Following acetylation, newly synthesized H3-H4 is directly transferred from the histone chaperone anti-silencing factor 1 (Asf1) to chromatin assembly factor 1 (CAF-1), another histone chaperone that is critical for the deposition of H3-H4 onto replicating DNA. However, it is unknown how CAF-1 binds and delivers H3-H4 to the DNA. Here, we show that CAF-1 binds recombinant H3-H4 with 10- to 20-fold higher affinity than H2A-H2B in vitro, and H3K56Ac increases the binding affinity of CAF-1 toward H3-H4 2-fold. These results provide a quantitative thermodynamic explanation for the specific H3-H4 histone chaperone activity of CAF-1. Surprisingly, H3-H4 exists as a dimer rather than as a canonical tetramer at mid-to-low nanomolar concentrations.
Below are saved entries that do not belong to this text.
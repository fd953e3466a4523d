use meadow_engine::{
    build_render_buffer, CameraUniform, EngineContext, FixedTimestep, FrameCounts, Game,
    GameConfig, InputEvent, InputQueue, ProtocolLayout, RenderBuffer, HEADER_FLOATS,
};

/// Generic game runner that wires up the engine loop.
///
/// Each concrete game creates a `thread_local!` GameRunner and exports free
/// functions via `#[wasm_bindgen]` (see `export_game!`), because wasm-bindgen
/// cannot export generic structs directly.
pub struct GameRunner<G: Game> {
    game: G,
    ctx: EngineContext,
    input: InputQueue,
    /// Handed to every fixed step after the first one of a frame.
    no_input: InputQueue,
    render_buffer: RenderBuffer,
    timestep: FixedTimestep,
    config: GameConfig,
    layout: ProtocolLayout,
    header: [f32; HEADER_FLOATS],
    camera: CameraUniform,
    frame: u32,
    initialized: bool,
}

impl<G: Game> GameRunner<G> {
    pub fn new(game: G) -> Self {
        let config = game.config();
        let timestep = FixedTimestep::with_max_steps(config.fixed_dt, config.max_steps);
        let layout = ProtocolLayout::from_config(&config);
        let ctx = EngineContext::from_config(&config);
        let camera = ctx.camera.uniform();

        Self {
            game,
            ctx,
            input: InputQueue::new(),
            no_input: InputQueue::new(),
            render_buffer: RenderBuffer::with_capacity(config.max_instances),
            timestep,
            layout,
            config,
            header: [0.0; HEADER_FLOATS],
            camera,
            frame: 0,
            initialized: false,
        }
    }

    /// Initialize the game. Call once after construction.
    /// `touch_device` is the host's one-time device detection result.
    pub fn init(&mut self, touch_device: bool) {
        if self.initialized {
            log::warn!("GameRunner: init called twice, ignoring");
            return;
        }
        self.ctx.touch_device = touch_device;
        self.game.init(&mut self.ctx);
        self.initialized = true;
        self.publish();
    }

    /// Push an input event into the queue.
    pub fn push_input(&mut self, event: InputEvent) {
        self.input.push(event);
    }

    /// Viewport changed. Only the projection is affected, never game state.
    pub fn resize(&mut self, width: f32, height: f32) {
        if self.ctx.camera.resize(width, height) {
            self.camera = self.ctx.camera.uniform();
            self.write_header();
        }
    }

    /// Forward a host configuration document to the game.
    /// Rejected documents are logged and leave the game untouched.
    pub fn load_config(&mut self, json: &str) -> bool {
        match self.game.load_config(&mut self.ctx, json) {
            Ok(()) => {
                self.publish();
                true
            }
            Err(err) => {
                log::warn!("GameRunner: config rejected: {}", err);
                false
            }
        }
    }

    /// Run one host frame: fixed-step updates, then rebuild the published buffers.
    pub fn tick(&mut self, dt: f32) {
        if !self.initialized {
            return;
        }

        // Clear per-frame transient data
        self.ctx.clear_frame_data();

        let steps = self.timestep.accumulate(dt);
        for step in 0..steps {
            self.ctx.dt = self.timestep.dt();
            let input = if step == 0 { &self.input } else { &self.no_input };
            self.game.update(&mut self.ctx, input);
        }

        // Input is only consumed once a step has seen it
        if steps > 0 {
            self.input.clear();
        }

        self.publish();
    }

    fn publish(&mut self) {
        build_render_buffer(self.ctx.scene.iter(), &mut self.render_buffer);
        self.camera = self.ctx.camera.uniform();
        self.frame = self.frame.wrapping_add(1);
        self.write_header();
    }

    fn write_header(&mut self) {
        let counts = FrameCounts {
            frame: self.frame,
            instances: self.render_buffer.instances.len(),
            batches: self.render_buffer.batches.len(),
            events: self.ctx.events.len(),
            viewport_width: self.ctx.camera.viewport_width,
            viewport_height: self.ctx.camera.viewport_height,
            elapsed: self.timestep.elapsed(),
            alpha: self.timestep.alpha(),
        };
        self.layout.write_header(&mut self.header, &counts);
    }

    // ---- Game access ----

    pub fn game(&self) -> &G {
        &self.game
    }

    pub fn context(&self) -> &EngineContext {
        &self.ctx
    }

    pub fn is_initialized(&self) -> bool {
        self.initialized
    }

    // ---- Pointer accessors for shared-buffer reads ----

    pub fn header_ptr(&self) -> *const f32 {
        self.header.as_ptr()
    }

    pub fn instances_ptr(&self) -> *const f32 {
        self.render_buffer.instances_ptr()
    }

    pub fn instance_count(&self) -> u32 {
        self.render_buffer.instance_count().min(self.layout.max_instances as u32)
    }

    pub fn batches_ptr(&self) -> *const f32 {
        self.render_buffer.batches_ptr()
    }

    pub fn batch_count(&self) -> u32 {
        self.render_buffer.batch_count().min(self.layout.max_batches as u32)
    }

    pub fn game_events_ptr(&self) -> *const f32 {
        self.ctx.events.as_ptr() as *const f32
    }

    pub fn game_events_len(&self) -> u32 {
        self.ctx.events.len().min(self.layout.max_events) as u32
    }

    pub fn camera_ptr(&self) -> *const f32 {
        self.camera.view_proj.as_ptr() as *const f32
    }

    /// Copy of the view-projection matrix for hosts without shared memory.
    pub fn camera_matrix(&self) -> js_sys::Float32Array {
        let floats: &[f32] = bytemuck::cast_slice(&self.camera.view_proj);
        js_sys::Float32Array::from(floats)
    }

    pub fn viewport_width(&self) -> f32 {
        self.ctx.camera.viewport_width
    }

    pub fn viewport_height(&self) -> f32 {
        self.ctx.camera.viewport_height
    }

    pub fn elapsed(&self) -> f64 {
        self.timestep.elapsed()
    }

    // ---- Capacity accessors (read by TypeScript via wasm_bindgen exports) ----

    pub fn max_instances(&self) -> u32 {
        self.layout.max_instances as u32
    }

    pub fn max_batches(&self) -> u32 {
        self.layout.max_batches as u32
    }

    pub fn max_events(&self) -> u32 {
        self.layout.max_events as u32
    }

    pub fn buffer_total_floats(&self) -> u32 {
        self.layout.buffer_total_floats as u32
    }

    pub fn fixed_dt(&self) -> f32 {
        self.config.fixed_dt
    }
}
use crate::api::types::EntityId;
use crate::components::entity::Entity;

/// Simple entity storage using a flat Vec.
/// Designed for small entity counts (a bee, a meadow, a few props).
pub struct Scene {
    entities: Vec<Entity>,
}

impl Scene {
    pub fn new() -> Self {
        Self {
            entities: Vec::with_capacity(64),
        }
    }

    /// Create a scene with a specific entity capacity.
    pub fn with_capacity(capacity: usize) -> Self {
        Self {
            entities: Vec::with_capacity(capacity),
        }
    }

    /// Add an entity to the scene.
    pub fn spawn(&mut self, entity: Entity) {
        self.entities.push(entity);
    }

    /// Remove an entity by ID. Spawn order of the remaining entities is kept.
    pub fn despawn(&mut self, id: EntityId) -> Option<Entity> {
        let idx = self.entities.iter().position(|e| e.id == id)?;
        Some(self.entities.remove(idx))
    }

    /// Get a reference to an entity by ID.
    pub fn get(&self, id: EntityId) -> Option<&Entity> {
        self.entities.iter().find(|e| e.id == id)
    }

    /// Get a mutable reference to an entity by ID.
    pub fn get_mut(&mut self, id: EntityId) -> Option<&mut Entity> {
        self.entities.iter_mut().find(|e| e.id == id)
    }

    /// Iterate over all entities in spawn order.
    pub fn iter(&self) -> impl Iterator<Item = &Entity> {
        self.entities.iter()
    }

    /// Iterate over all entities mutably.
    pub fn iter_mut(&mut self) -> impl Iterator<Item = &mut Entity> {
        self.entities.iter_mut()
    }

    /// Find the first entity with the given tag.
    pub fn find_by_tag(&self, tag: &str) -> Option<&Entity> {
        self.entities.iter().find(|e| e.tag == tag)
    }

    /// Find all entities with the given tag.
    pub fn find_all_by_tag(&self, tag: &str) -> Vec<&Entity> {
        self.entities.iter().filter(|e| e.tag == tag).collect()
    }

    /// Number of entities in the scene.
    pub fn len(&self) -> usize {
        self.entities.len()
    }

    /// Whether the scene is empty.
    pub fn is_empty(&self) -> bool {
        self.entities.is_empty()
    }

    /// Clear all entities.
    pub fn clear(&mut self) {
        self.entities.clear();
    }
}

impl Default for Scene {
    fn default() -> Self {
        Self::new()
    }
}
A single CAF-1 molecule binds a cross-linked (H3-H4)2 tetramer, or two H3-H4 dimers that contain mutations at the (H3-H4)2 tetramerization interface. These results suggest that CAF-1 binds to two H3-H4 dimers in a manner that promotes formation of a (H3-H4)2 tetramer. Consistent with this idea, we confirm that CAF-1 synchronously binds two H3-H4 dimers derived from two different histone genes in vivo. Together, the data illustrate a clear mechanism for CAF-1-associated H3-H4 chaperone activity in the context of de novo nucleosome (re)assembly following DNA replication.